Jan. 19 - KGO (KGO) -- Police may be closing in on a cop killer 35 years after the murder of a San Francisco officer. The state says arrests are imminent in the unsolved cold case.
August 29th, 1971 -- two people burst into Ingleside police station firing a shotgun through a speaker's hole in the bullet-proof partition. Sgt. John Young was killed instantly. The killers were never caught.
Former Police Chief Tony Ribera was then a sergeant and Young's friend.
Tony Ribera, Former Police Chief: "This was definitely something that was premeditated, well planned and it was an execution of a very, very decent, decnt man."
In late 1999, three decades later, Police Chief Fred Lau re-opened the investigation of the cold case. Two inspectors working full-time went through the old evidence, including DNA samples which sat for 28 years in the police property room.
Police had long suspected that the murder had been carried out by an extremist left-wing group. By 2001, investigators had narrowed down potential suspects.
Investigators believed certain members of the Black Panthers and Black Liberation Army were responsible.
In the fall of 2002, then Police Chief Alex Fagan believed the case needed federal help. He handed the investigation over to U.S. Attorney Kevin Ryan who established a task force.
Prosecutors convened a grand jury which subpoenaed former members of the radical groups, including nine targets living in four states. All were now in their 60's and 70's.
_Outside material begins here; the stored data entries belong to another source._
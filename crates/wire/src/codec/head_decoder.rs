//! Buffer oriented head decoders for [`tokio_util::codec::FramedRead`].
//!
//! The decoders wait until the blank line closing the header section is buffered, split the head
//! off the buffer and run the same line and header codec the blocking path uses. Bytes after the
//! head stay in the buffer for whatever body handling the caller does. Unlike the blocking path,
//! the buffered head size is capped.

use bytes::BytesMut;
use tokio_util::codec::Decoder;
use tracing::{error, trace};

use crate::codec::LineReader;
use crate::ensure;
use crate::protocol::{Header, ParseError, RequestLine, StatusLine};

/// Maximum size in bytes of a buffered message head, first line included
pub const DEFAULT_MAX_HEAD_BYTES: usize = 8 * 1024;

/// Decodes `(RequestLine, Header)` items.
#[derive(Debug, Clone)]
pub struct RequestHeadDecoder {
    max_head_size: usize,
}

/// Decodes `(StatusLine, Header)` items.
#[derive(Debug, Clone)]
pub struct ResponseHeadDecoder {
    max_head_size: usize,
}

impl RequestHeadDecoder {
    pub fn new() -> Self {
        Self::default()
    }

    pub fn with_max_head_size(max_head_size: usize) -> Self {
        Self { max_head_size }
    }
}

impl Default for RequestHeadDecoder {
    fn default() -> Self {
        Self::with_max_head_size(DEFAULT_MAX_HEAD_BYTES)
    }
}

impl ResponseHeadDecoder {
    pub fn new() -> Self {
        Self::default()
    }

    pub fn with_max_head_size(max_head_size: usize) -> Self {
        Self { max_head_size }
    }
}

impl Default for ResponseHeadDecoder {
    fn default() -> Self {
        Self::with_max_head_size(DEFAULT_MAX_HEAD_BYTES)
    }
}

impl Decoder for RequestHeadDecoder {
    type Item = (RequestLine, Header);
    type Error = ParseError;

    fn decode(&mut self, src: &mut BytesMut) -> Result<Option<Self::Item>, Self::Error> {
        decode_head(src, self.max_head_size, |reader| Ok((RequestLine::parse(reader)?, Header::parse(reader)?)))
    }
}

impl Decoder for ResponseHeadDecoder {
    type Item = (StatusLine, Header);
    type Error = ParseError;

    fn decode(&mut self, src: &mut BytesMut) -> Result<Option<Self::Item>, Self::Error> {
        decode_head(src, self.max_head_size, |reader| Ok((StatusLine::parse(reader)?, Header::parse(reader)?)))
    }
}

fn decode_head<T, F>(src: &mut BytesMut, max_head_size: usize, parse: F) -> Result<Option<T>, ParseError>
where
    F: FnOnce(&mut LineReader<&[u8]>) -> Result<T, ParseError>,
{
    let Some(head_size) = head_size(src) else {
        if src.len() > max_head_size {
            error!(current_size = src.len(), max_size = max_head_size, "incomplete head exceeds the limit");
            return Err(ParseError::too_large_header(src.len(), max_head_size));
        }
        return Ok(None);
    };

    ensure!(head_size <= max_head_size, ParseError::too_large_header(head_size, max_head_size));
    trace!(head_size, "buffered complete head");

    let head = src.split_to(head_size);
    parse(&mut LineReader::new(&head[..])).map(Some)
}

/// Length of the head up to and including the first empty line after the first line.
fn head_size(src: &[u8]) -> Option<usize> {
    let mut start = 0;
    let mut first_line = true;

    while let Some(pos) = src[start..].iter().position(|b| *b == b'\n') {
        let end = start + pos;
        let line = &src[start..end];
        if !first_line && (line.is_empty() || line == b"\r") {
            return Some(end + 1);
        }
        first_line = false;
        start = end + 1;
    }
    None
}

#[cfg(test)]
mod tests {
    use super::*;
    use futures::StreamExt;
    use http::{Method, StatusCode};
    use indoc::indoc;
    use tokio_util::codec::FramedRead;

    #[test]
    fn from_curl() {
        let str = indoc! {r##"
        GET /index.html HTTP/1.1
        Host: 127.0.0.1:8080
        User-Agent: curl/7.79.1
        Accept: */*

        123"##};

        let mut buf = BytesMut::from(str);

        let (line, header) = RequestHeadDecoder::new().decode(&mut buf).unwrap().unwrap();

        assert_eq!(line.method, Method::GET);
        assert_eq!(line.uri.path(), "/index.html");
        assert_eq!(header.len(), 3);
        assert_eq!(header.get("host"), "127.0.0.1:8080");
        assert_eq!(&buf[..], b"123");
    }

    #[test]
    fn partial_head() {
        let mut decoder = RequestHeadDecoder::new();
        let mut buf = BytesMut::from(&b"GET / HTTP/1.1\r\nHost: h\r\n"[..]);

        assert!(decoder.decode(&mut buf).unwrap().is_none());
        assert_eq!(buf.len(), 25);

        buf.extend_from_slice(b"\r\n");
        let (line, header) = decoder.decode(&mut buf).unwrap().unwrap();
        assert_eq!(line.uri.path(), "/");
        assert_eq!(header.get("Host"), "h");
        assert!(buf.is_empty());
    }

    #[test]
    fn head_without_headers() {
        let mut buf = BytesMut::from(&b"GET / HTTP/1.1\n\n"[..]);

        let (_, header) = RequestHeadDecoder::new().decode(&mut buf).unwrap().unwrap();
        assert!(header.is_empty());
    }

    #[test]
    fn too_large_incomplete_head() {
        let mut decoder = RequestHeadDecoder::with_max_head_size(16);
        let mut buf = BytesMut::from(&b"GET /a/very/long/path HTTP/1.1\r\n"[..]);

        let result = decoder.decode(&mut buf);
        assert!(matches!(result, Err(ParseError::TooLargeHeader { max_size: 16, .. })));
    }

    #[test]
    fn too_large_complete_head() {
        let mut decoder = RequestHeadDecoder::with_max_head_size(16);
        let mut buf = BytesMut::from(&b"GET / HTTP/1.1\r\nHost: h\r\n\r\n"[..]);

        let result = decoder.decode(&mut buf);
        assert!(matches!(result, Err(ParseError::TooLargeHeader { current_size: 27, max_size: 16 })));
    }

    #[test]
    fn wrong_format() {
        let mut buf = BytesMut::from(&b"GET\r\n\r\n"[..]);
        assert!(matches!(RequestHeadDecoder::new().decode(&mut buf), Err(ParseError::WrongFormat)));
    }

    #[test]
    fn response_head() {
        let mut buf = BytesMut::from(&b"HTTP/1.1 301 Moved Permanently\r\nLocation: /new\r\n\r\n"[..]);

        let (line, header) = ResponseHeadDecoder::new().decode(&mut buf).unwrap().unwrap();
        assert_eq!(line.status, StatusCode::MOVED_PERMANENTLY);
        assert_eq!(header.get("location"), "/new");
    }

    #[tokio::test]
    async fn framed_pipelined_requests() {
        let input = b"GET /first HTTP/1.1\r\nHost: h\r\n\r\nHEAD /second HTTP/1.0\r\n\r\n";
        let mut framed = FramedRead::new(&input[..], RequestHeadDecoder::new());

        let (first, _) = framed.next().await.unwrap().unwrap();
        assert_eq!(first.uri.path(), "/first");

        let (second, header) = framed.next().await.unwrap().unwrap();
        assert_eq!(second.method, Method::HEAD);
        assert_eq!(second.uri.path(), "/second");
        assert!(header.is_empty());

        assert!(framed.next().await.is_none());
    }
}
In late 2004, the task force decided the case should be tried in state rather than federal court. Early last year, a new grand jury was impaneled by the state attorney general. Prosecutors called the targets of the probe again, hoping they would testify. Sources say most if not all refused and were jailed for contempt of court.
Attorney Stu Hanlon represents one of the potential targets.
Stu Hanlon, Defense Attorney: "That's why it's a fishing expedition. They tried to force people to become snitches by putting these old people in jail, thinking that they'd give up and lie. And none of them did."
They were released when the grand jury's term ended, but the investigation continued. Now it appears the state is winding up its probe.
According to a court document from the state attorney general's office filed in Oklahoma, a state where one of the nine targets lives, arrests are likely within the next two months.